Facebook uses AI to auto-generate optimized kernels, reducing dev time
2026. január 5. · MI Történik? · 3 perc olvasás
Facebook researchers have published details on KernelEvolve, a software system which uses AI to automate the design of new kernels to optimize AI models for serving ads on the company’s network of web platforms. KernelEvolve is a neat example of how AI systems have got good enough to automate and speed up parts of AI development - here, the design of kernels to optimize inference of hundreds of different models running on multiple chip architectures.

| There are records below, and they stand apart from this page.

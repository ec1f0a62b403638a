//! Unit tests for the task module.

mod admission_tests;
mod support;
//! Processing-cycle report.

use crate::task::domain::{TaskId, TaskStatus};
use std::fmt;

/// What happened to a task during a cycle.
#[derive(Debug, Clone, Copy, PartialEq, Eq, Hash)]
pub enum ReportAction {
    /// The task was `pending` when the cycle picked it up.
    Started,
    /// The task was already `in_progress`.
    Continued,
    /// The rollup pass completed the task from its subtasks.
    AutoCompleted,
}

impl ReportAction {
    /// Returns a stable label.
    #[must_use]
    pub const fn as_str(self) -> &'static str {
        match self {
            Self::Started => "started",
            Self::Continued => "continued",
            Self::AutoCompleted => "auto-completed",
        }
    }

    /// Chooses [`Self::Started`] or [`Self::Continued`] from the status the
    /// task had before it was advanced.
    #[must_use]
    pub const fn for_advance(from: TaskStatus) -> Self {
        match from {
            TaskStatus::Pending => Self::Started,
            TaskStatus::InProgress | TaskStatus::Completed => Self::Continued,
        }
    }
}

impl fmt::Display for ReportAction {
    fn fmt(&self, f: &mut fmt::Formatter<'_>) -> fmt::Result {
        f.write_str(self.as_str())
    }
}

/// One advanced or rolled-up task.
#[derive(Debug, Clone, PartialEq, Eq)]
pub struct ReportEntry {
    /// Task identifier.
    pub task_id: TaskId,
    /// What happened.
    pub action: ReportAction,
    /// Status before the change.
    pub from_status: TaskStatus,
    /// Status after the change.
    pub to_status: TaskStatus,
}

/// A task or record the cycle could not process.
#[derive(Debug, Clone, PartialEq, Eq)]
pub struct CycleFailure {
    /// Task identifier or storage key.
    pub subject: String,
    /// Error message.
    pub reason: String,
}

impl CycleFailure {
    /// Creates a failure for `subject`.
    #[must_use]
    pub fn new(subject: impl fmt::Display, reason: impl fmt::Display) -> Self {
        Self {
            subject: subject.to_string(),
            reason: reason.to_string(),
        }
    }
}

/// Ordered result of one processing cycle.
#[derive(Debug, Clone, Default, PartialEq, Eq)]
pub struct ProcessingReport {
    /// Entries in processing order; rollup entries come last.
    pub entries: Vec<ReportEntry>,
    /// Per-task failures. None of them aborted the cycle.
    pub failures: Vec<CycleFailure>,
    /// Set when the rollup pass was skipped because some task records
    /// could not be read.
    pub rollup_deferred: bool,
}

impl ProcessingReport {
    /// Number of tasks the lifecycle engine advanced.
    #[must_use]
    pub fn advanced_count(&self) -> usize {
        self.entries
            .iter()
            .filter(|entry| entry.action != ReportAction::AutoCompleted)
            .count()
    }

    /// Number of roots completed by the rollup pass.
    #[must_use]
    pub fn auto_completed_count(&self) -> usize {
        self.entries
            .iter()
            .filter(|entry| entry.action == ReportAction::AutoCompleted)
            .count()
    }

    /// Number of failures.
    #[must_use]
    pub fn failed_count(&self) -> usize {
        self.failures.len()
    }

    /// Returns the entry for `task_id` with `action`, if present.
    #[must_use]
    pub fn entry(&self, task_id: TaskId, action: ReportAction) -> Option<&ReportEntry> {
        self.entries
            .iter()
            .find(|entry| entry.task_id == task_id && entry.action == action)
    }
}

impl fmt::Display for ProcessingReport {
    fn fmt(&self, f: &mut fmt::Formatter<'_>) -> fmt::Result {
        writeln!(
            f,
            "advanced {} task(s), auto-completed {}, failed {}",
            self.advanced_count(),
            self.auto_completed_count(),
            self.failed_count()
        )?;
        for entry in &self.entries {
            writeln!(
                f,
                "  {} {}: {} -> {}",
                entry.task_id, entry.action, entry.from_status, entry.to_status
            )?;
        }
        for failure in &self.failures {
            writeln!(f, "  failed {}: {}", failure.subject, failure.reason)?;
        }
        if self.rollup_deferred {
            writeln!(f, "  rollup deferred: unreadable task records present")?;
        }
        Ok(())
    }
}
//! Stand-in marketing services used as default task handlers.
//!
//! Figures are derived from a digest of the task title so that repeated runs
//! over the same task produce the same numbers.

use async_trait::async_trait;
use serde::Serialize;
use sha2::{Digest, Sha256};

use crate::task::ports::{
    GenerationError, GenerationResult, HandlerInput, HandlerOutput, TaskHandler,
};

fn seeded_figures(title: &str) -> [u64; 4] {
    let digest = Sha256::digest(title.as_bytes());
    let mut figures = [0_u64; 4];
    for (slot, chunk) in figures.iter_mut().zip(digest.chunks_exact(8)) {
        *slot = chunk
            .iter()
            .fold(0_u64, |acc, byte| acc.wrapping_shl(8) | u64::from(*byte));
    }
    figures
}

/// Reduces `value` into `0..ceiling`.
fn bounded(value: u64, ceiling: u64) -> u64 {
    value.checked_rem(ceiling).unwrap_or_default()
}

fn structured(value: &impl Serialize) -> GenerationResult<HandlerOutput> {
    serde_json::to_value(value)
        .map(HandlerOutput::Structured)
        .map_err(GenerationError::runtime)
}

/// Formats a basis-point value as a percentage with two decimals.
fn percent(basis_points: u64) -> String {
    let whole = basis_points.checked_div(100).unwrap_or_default();
    format!("{whole}.{:02}", bounded(basis_points, 100))
}

#[derive(Debug, Serialize)]
struct GraphicsAnalysis {
    resolution: &'static str,
    colors: [&'static str; 3],
    feedback: String,
}

/// Reviews creative assets.
#[derive(Debug, Clone, Copy, Default)]
pub struct GraphicsHandler;

#[async_trait]
impl TaskHandler for GraphicsHandler {
    async fn handle(&self, input: HandlerInput<'_>) -> GenerationResult<HandlerOutput> {
        structured(&GraphicsAnalysis {
            resolution: "1920x1080",
            colors: ["#FF5733", "#33FF57", "#3357FF"],
            feedback: format!("Graphics for task \"{}\" meet the standards.", input.title),
        })
    }
}

/// Produces copy for content and ad tasks.
#[derive(Debug, Clone, Copy, Default)]
pub struct ContentHandler;

#[async_trait]
impl TaskHandler for ContentHandler {
    async fn handle(&self, input: HandlerInput<'_>) -> GenerationResult<HandlerOutput> {
        let basis = if input.description.trim().is_empty() {
            "no description provided"
        } else {
            input.description
        };
        Ok(HandlerOutput::Text(format!(
            "Generated content for \"{}\" based on: {basis}",
            input.title
        )))
    }
}

#[derive(Debug, Serialize)]
struct CampaignMetrics {
    impressions: u64,
    clicks: u64,
    ctr: String,
    cost: u64,
}

/// Reports media-buying metrics.
#[derive(Debug, Clone, Copy, Default)]
pub struct MetricsHandler;

#[async_trait]
impl TaskHandler for MetricsHandler {
    async fn handle(&self, input: HandlerInput<'_>) -> GenerationResult<HandlerOutput> {
        let [impressions, clicks, ctr, cost] = seeded_figures(input.title);
        structured(&CampaignMetrics {
            impressions: bounded(impressions, 100_000),
            clicks: bounded(clicks, 1_000),
            ctr: percent(bounded(ctr, 500)),
            cost: bounded(cost, 1_000),
        })
    }
}

#[derive(Debug, Serialize)]
#[serde(rename_all = "camelCase")]
struct TrafficAnalytics {
    sessions: u64,
    bounce_rate: String,
    avg_session_duration: u64,
}

/// Reports traffic analytics.
#[derive(Debug, Clone, Copy, Default)]
pub struct AnalyticsHandler;

#[async_trait]
impl TaskHandler for AnalyticsHandler {
    async fn handle(&self, input: HandlerInput<'_>) -> GenerationResult<HandlerOutput> {
        let [sessions, bounce, duration, _] = seeded_figures(input.title);
        structured(&TrafficAnalytics {
            sessions: bounded(sessions, 50_000),
            bounce_rate: percent(bounded(bounce, 10_000)),
            avg_session_duration: bounded(duration, 300),
        })
    }
}
//! Shared world state for task processing cycle BDD scenarios.

use std::collections::HashMap;
use std::sync::Arc;

use mockable::DefaultClock;
use rstest::fixture;
use taskforce::organization::domain::OrganizationDirectory;
use taskforce::task::{
    adapters::{
        handlers::{HandlerGenerationService, HandlerRegistry},
        memory::{InMemoryTaskRepository, ScriptedCompletionClient},
    },
    domain::{Task, TaskId},
    ports::TaskRepository,
    services::{ProcessingCycle, ProcessingReport},
};

/// Cycle type used by the BDD world.
pub type TestCycle = ProcessingCycle<
    InMemoryTaskRepository,
    HandlerGenerationService<ScriptedCompletionClient>,
    DefaultClock,
>;

/// Scenario world for processing cycle behaviour tests.
pub struct CycleWorld {
    pub repository: Arc<InMemoryTaskRepository>,
    pub cycle: TestCycle,
    pub directory: Option<OrganizationDirectory>,
    pub tasks_by_title: HashMap<String, TaskId>,
    pub last_report: Option<ProcessingReport>,
}

impl CycleWorld {
    /// Creates a world with an empty repository and no roster.
    #[must_use]
    pub fn new() -> Self {
        let repository = Arc::new(InMemoryTaskRepository::new());
        let cycle = ProcessingCycle::new(
            Arc::clone(&repository),
            Arc::new(HandlerGenerationService::new(
                HandlerRegistry::with_default_handlers(),
                Arc::new(ScriptedCompletionClient::new()),
            )),
            Arc::new(DefaultClock),
        );

        Self {
            repository,
            cycle,
            directory: None,
            tasks_by_title: HashMap::new(),
            last_report: None,
        }
    }

    /// Returns the id of the task seeded under `title`.
    ///
    /// # Errors
    ///
    /// Returns an error if no task was seeded with that title.
    pub fn task_id(&self, title: &str) -> Result<TaskId, eyre::Report> {
        self.tasks_by_title
            .get(title)
            .copied()
            .ok_or_else(|| eyre::eyre!("no task titled {title:?} in scenario world"))
    }

    /// Loads the current state of the task seeded under `title`.
    ///
    /// # Errors
    ///
    /// Returns an error if the task is unknown or the lookup fails.
    pub fn stored_task(&self, title: &str) -> Result<Task, eyre::Report> {
        let id = self.task_id(title)?;
        run_async(self.repository.find_by_id(id))?
            .ok_or_else(|| eyre::eyre!("task {title:?} missing from repository"))
    }
}

impl Default for CycleWorld {
    fn default() -> Self {
        Self::new()
    }
}

/// Fixture that creates a new scenario world.
#[fixture]
pub fn world() -> CycleWorld {
    CycleWorld::default()
}

/// Runs an async operation within sync step definitions.
pub fn run_async<T>(future: impl std::future::Future<Output = T>) -> T {
    tokio::task::block_in_place(|| tokio::runtime::Handle::current().block_on(future))
}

The software is “designed to take kernel specifications as input and automate the process of kernel generation and optimization for recommendation model across heterogeneous hardware architectures through multiple programming abstractions, including Triton, CuTe DSL, and low-level hardware diagnostic languages, spanning the full hardware-software optimization stack”. The core of the software is a system to take in a user request (e.g, “Generate a Triton kernel for MTIA v3”) which then goes through a mixture of internal (Llama, CWM) and external (GPT, Claude) language models, which then produce candidate kernels that get evaluated through a variety of tools and, if they’re good, are added to an external knowledge database which then gets used to further improve future prompts.
By using this software, Facebook says it has cut the development time of new kernels “from weeks to hours”, and in production tests has yielded kernels on par with hand-designed ones, and in some cases has delivered performance improves of up to 17 times above existing PyTorch baselines. Kernels built using this software have been deployed across NVIDIA GPUs, AMD GPUs, and Meta’s own custom MTIA chips. “KernelEvolve achieves substantial speedups spanning LLM inference workloads (Llama-3.1-8B: Vanilla Attention 4.6×, SDPA-MLP 3.3×), convolutional transformers (conv1d: 6.5×, conv2d: 4.7×), memory-bound data preprocessing operators critical for model enablement (MapId: 4.1×, MBDT: 9.3×, Batch Event Truncate: 9.8×), compute-intensive fusion kernels in ranking models (WuKong Optimized FM: 4.0×, InterFormer PFFN: 2.5×), MTIA-specific optimizations (RMSNorm 2D backward: 17×), and retrieval operations (Sparse Inverted Index: 1.25×)”, Facebook writes.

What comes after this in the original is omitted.